* Exercise description *
What is needed is each line of the data below that holds the string "start".

Stored data entries
--------------------------------

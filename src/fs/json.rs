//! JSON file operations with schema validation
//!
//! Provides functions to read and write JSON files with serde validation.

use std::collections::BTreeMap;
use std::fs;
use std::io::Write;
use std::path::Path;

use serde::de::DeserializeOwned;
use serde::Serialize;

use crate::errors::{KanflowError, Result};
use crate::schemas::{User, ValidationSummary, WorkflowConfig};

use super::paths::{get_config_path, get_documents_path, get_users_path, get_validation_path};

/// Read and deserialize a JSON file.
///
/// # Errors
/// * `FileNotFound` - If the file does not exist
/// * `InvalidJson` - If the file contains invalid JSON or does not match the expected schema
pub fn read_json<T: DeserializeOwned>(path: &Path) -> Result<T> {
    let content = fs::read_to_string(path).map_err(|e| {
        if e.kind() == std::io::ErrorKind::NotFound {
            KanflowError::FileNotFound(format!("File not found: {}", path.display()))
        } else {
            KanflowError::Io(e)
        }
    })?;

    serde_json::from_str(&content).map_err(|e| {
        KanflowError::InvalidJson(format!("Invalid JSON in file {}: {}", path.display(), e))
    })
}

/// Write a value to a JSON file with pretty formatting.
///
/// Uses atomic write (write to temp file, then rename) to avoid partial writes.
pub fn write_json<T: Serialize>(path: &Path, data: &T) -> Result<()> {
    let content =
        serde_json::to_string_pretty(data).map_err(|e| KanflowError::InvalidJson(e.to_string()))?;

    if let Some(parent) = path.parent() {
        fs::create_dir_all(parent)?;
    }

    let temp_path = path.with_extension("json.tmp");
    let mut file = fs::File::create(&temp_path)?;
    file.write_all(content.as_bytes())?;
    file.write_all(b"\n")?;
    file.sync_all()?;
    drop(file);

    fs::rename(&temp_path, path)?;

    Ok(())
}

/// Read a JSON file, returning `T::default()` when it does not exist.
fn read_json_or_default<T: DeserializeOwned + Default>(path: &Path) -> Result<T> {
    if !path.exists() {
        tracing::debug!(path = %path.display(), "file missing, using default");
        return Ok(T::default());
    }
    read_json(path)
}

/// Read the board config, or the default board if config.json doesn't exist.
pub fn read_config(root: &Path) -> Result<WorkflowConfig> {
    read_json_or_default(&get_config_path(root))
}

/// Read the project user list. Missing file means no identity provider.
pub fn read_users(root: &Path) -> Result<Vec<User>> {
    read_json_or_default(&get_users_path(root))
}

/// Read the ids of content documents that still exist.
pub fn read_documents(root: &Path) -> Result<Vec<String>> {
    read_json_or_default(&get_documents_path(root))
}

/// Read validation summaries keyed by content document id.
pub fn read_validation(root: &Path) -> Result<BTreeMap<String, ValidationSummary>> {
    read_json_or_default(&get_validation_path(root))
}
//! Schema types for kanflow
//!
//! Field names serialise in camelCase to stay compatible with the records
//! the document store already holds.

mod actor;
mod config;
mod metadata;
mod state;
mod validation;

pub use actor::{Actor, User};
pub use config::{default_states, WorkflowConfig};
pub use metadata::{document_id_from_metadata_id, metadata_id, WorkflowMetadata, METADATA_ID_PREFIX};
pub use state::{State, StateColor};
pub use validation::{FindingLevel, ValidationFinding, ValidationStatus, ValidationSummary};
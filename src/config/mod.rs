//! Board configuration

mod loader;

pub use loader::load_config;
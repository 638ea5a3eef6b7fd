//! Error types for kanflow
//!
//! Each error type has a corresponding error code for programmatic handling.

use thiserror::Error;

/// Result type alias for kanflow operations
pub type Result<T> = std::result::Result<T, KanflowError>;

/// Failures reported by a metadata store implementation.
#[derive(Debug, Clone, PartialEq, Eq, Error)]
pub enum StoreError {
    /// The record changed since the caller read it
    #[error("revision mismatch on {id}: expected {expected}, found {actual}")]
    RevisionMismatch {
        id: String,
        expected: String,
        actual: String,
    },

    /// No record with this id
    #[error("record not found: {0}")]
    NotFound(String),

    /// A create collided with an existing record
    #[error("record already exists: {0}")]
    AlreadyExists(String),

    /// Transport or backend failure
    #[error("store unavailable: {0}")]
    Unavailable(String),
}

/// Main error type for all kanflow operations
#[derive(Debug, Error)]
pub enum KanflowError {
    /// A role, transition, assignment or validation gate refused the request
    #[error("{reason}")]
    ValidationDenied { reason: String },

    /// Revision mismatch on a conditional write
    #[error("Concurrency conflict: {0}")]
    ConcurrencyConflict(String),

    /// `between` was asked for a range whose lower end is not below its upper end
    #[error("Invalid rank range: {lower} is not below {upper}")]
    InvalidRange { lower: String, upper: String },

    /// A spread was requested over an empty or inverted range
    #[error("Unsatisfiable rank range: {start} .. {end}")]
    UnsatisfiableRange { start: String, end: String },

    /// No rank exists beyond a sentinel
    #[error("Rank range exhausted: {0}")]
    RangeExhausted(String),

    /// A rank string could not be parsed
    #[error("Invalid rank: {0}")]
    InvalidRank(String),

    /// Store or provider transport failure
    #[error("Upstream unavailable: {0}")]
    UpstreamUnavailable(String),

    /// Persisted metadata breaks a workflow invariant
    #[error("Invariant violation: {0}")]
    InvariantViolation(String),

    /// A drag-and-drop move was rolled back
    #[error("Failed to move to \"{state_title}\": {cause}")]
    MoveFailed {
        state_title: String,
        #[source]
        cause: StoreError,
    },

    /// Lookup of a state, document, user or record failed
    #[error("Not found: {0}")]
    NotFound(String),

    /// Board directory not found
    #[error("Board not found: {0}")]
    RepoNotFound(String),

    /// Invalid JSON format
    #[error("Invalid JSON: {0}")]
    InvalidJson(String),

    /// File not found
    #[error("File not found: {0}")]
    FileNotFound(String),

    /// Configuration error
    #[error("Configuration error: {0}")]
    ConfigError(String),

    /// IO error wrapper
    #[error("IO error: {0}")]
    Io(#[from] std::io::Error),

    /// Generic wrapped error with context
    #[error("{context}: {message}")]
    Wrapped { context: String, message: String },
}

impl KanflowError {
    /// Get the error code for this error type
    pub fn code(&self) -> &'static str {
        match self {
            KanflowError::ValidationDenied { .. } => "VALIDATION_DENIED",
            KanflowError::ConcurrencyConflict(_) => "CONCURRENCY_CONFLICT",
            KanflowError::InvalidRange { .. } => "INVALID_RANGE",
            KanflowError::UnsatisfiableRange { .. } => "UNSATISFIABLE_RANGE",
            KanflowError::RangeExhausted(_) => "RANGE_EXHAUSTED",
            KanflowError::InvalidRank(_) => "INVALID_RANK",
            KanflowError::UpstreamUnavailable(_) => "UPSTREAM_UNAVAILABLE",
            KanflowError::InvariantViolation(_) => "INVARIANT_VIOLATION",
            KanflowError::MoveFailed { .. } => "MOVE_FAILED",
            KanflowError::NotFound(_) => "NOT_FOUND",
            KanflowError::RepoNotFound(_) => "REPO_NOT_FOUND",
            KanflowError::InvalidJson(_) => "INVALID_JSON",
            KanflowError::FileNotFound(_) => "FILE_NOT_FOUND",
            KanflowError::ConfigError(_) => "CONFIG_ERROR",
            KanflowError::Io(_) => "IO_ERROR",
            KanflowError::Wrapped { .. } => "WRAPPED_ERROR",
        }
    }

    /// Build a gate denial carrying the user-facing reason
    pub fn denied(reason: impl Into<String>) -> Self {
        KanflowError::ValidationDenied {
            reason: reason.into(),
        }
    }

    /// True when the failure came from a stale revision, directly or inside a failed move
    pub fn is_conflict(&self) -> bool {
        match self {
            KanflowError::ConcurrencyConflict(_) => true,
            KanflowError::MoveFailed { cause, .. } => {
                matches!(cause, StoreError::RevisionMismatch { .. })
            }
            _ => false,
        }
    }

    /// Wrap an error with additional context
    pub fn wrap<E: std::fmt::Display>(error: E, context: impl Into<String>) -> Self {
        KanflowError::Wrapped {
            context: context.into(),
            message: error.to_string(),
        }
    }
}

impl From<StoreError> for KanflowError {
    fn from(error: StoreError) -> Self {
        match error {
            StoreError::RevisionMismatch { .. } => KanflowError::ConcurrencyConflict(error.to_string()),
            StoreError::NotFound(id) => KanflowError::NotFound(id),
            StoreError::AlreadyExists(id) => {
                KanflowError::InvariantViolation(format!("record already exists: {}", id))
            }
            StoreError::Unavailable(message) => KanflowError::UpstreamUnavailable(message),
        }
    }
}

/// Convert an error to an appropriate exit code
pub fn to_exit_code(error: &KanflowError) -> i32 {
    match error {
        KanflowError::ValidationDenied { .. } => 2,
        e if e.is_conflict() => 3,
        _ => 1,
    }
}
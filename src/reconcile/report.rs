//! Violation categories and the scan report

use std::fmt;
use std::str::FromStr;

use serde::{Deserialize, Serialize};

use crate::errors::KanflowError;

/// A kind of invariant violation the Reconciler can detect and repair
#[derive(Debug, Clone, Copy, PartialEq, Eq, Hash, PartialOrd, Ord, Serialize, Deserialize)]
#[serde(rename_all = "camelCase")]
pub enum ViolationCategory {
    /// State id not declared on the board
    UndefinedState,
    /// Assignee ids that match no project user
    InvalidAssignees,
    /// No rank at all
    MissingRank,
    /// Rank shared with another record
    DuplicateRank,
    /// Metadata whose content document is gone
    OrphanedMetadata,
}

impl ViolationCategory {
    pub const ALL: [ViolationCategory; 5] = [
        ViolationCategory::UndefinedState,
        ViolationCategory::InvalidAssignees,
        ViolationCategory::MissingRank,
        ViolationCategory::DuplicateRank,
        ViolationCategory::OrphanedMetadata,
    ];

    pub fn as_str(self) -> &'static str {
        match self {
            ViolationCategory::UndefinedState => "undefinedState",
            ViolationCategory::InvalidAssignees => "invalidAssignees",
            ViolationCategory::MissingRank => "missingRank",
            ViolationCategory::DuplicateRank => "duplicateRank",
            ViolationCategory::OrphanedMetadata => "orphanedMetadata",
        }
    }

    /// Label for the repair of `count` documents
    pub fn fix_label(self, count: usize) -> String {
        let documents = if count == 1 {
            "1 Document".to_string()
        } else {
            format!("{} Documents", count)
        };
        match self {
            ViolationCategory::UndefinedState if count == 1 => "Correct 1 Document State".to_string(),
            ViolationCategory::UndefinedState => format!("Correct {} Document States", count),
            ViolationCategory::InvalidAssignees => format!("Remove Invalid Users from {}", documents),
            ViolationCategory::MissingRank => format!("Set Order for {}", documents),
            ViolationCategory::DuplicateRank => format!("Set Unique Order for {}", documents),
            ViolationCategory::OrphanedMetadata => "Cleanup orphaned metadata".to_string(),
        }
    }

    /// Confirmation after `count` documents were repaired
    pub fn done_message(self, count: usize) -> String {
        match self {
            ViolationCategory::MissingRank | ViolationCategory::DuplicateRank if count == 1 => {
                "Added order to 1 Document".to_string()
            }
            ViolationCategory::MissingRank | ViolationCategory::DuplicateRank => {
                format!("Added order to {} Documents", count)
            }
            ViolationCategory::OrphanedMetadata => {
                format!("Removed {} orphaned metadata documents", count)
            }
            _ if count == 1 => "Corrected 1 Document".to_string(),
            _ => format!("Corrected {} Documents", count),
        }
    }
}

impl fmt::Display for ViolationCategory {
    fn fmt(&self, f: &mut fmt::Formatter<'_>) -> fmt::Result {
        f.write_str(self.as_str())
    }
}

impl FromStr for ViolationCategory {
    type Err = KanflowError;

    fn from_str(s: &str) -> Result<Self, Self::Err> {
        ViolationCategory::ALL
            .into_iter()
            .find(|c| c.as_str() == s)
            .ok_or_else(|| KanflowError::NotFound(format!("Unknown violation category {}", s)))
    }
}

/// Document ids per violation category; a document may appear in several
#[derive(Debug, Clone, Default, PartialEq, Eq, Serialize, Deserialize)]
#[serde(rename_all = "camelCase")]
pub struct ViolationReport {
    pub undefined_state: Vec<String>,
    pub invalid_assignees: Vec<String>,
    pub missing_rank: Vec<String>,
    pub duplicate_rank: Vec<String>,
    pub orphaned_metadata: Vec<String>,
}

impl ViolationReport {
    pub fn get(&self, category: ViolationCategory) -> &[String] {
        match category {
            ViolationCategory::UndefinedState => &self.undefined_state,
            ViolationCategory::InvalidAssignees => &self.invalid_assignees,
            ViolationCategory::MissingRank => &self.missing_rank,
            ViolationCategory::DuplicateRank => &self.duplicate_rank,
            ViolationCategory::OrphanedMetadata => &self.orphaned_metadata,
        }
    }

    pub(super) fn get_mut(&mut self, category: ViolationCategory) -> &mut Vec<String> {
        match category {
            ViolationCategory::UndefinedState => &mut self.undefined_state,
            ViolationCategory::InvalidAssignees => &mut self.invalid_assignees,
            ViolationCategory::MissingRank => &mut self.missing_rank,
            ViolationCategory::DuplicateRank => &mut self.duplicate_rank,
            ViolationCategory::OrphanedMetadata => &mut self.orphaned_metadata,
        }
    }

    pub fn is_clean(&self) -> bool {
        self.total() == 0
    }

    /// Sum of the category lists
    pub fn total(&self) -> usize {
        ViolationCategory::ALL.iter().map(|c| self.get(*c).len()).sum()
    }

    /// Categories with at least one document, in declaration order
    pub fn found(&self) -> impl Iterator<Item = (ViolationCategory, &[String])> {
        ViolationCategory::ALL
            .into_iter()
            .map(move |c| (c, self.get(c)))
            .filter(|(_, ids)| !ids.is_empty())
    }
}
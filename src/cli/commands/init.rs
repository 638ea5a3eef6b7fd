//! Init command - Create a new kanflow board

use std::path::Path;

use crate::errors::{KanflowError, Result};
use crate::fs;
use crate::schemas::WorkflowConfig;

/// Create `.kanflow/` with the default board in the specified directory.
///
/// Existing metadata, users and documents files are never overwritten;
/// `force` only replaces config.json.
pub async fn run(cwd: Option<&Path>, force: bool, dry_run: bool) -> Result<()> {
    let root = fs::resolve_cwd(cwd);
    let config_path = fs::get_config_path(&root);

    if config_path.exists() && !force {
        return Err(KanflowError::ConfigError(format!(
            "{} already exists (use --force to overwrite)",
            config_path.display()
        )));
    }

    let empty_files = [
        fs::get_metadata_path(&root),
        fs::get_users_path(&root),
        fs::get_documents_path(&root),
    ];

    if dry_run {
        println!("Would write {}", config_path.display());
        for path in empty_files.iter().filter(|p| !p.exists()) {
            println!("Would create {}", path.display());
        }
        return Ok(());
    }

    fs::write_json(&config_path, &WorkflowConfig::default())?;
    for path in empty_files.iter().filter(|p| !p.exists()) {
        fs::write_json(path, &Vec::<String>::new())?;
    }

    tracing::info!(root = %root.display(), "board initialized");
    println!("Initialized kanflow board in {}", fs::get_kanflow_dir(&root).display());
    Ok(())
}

--------------------------------

* Written answer *
    #[error("Unsatisfiable rank range: {start} .. {end}")]
    UnsatisfiableRange { start: String, end: String },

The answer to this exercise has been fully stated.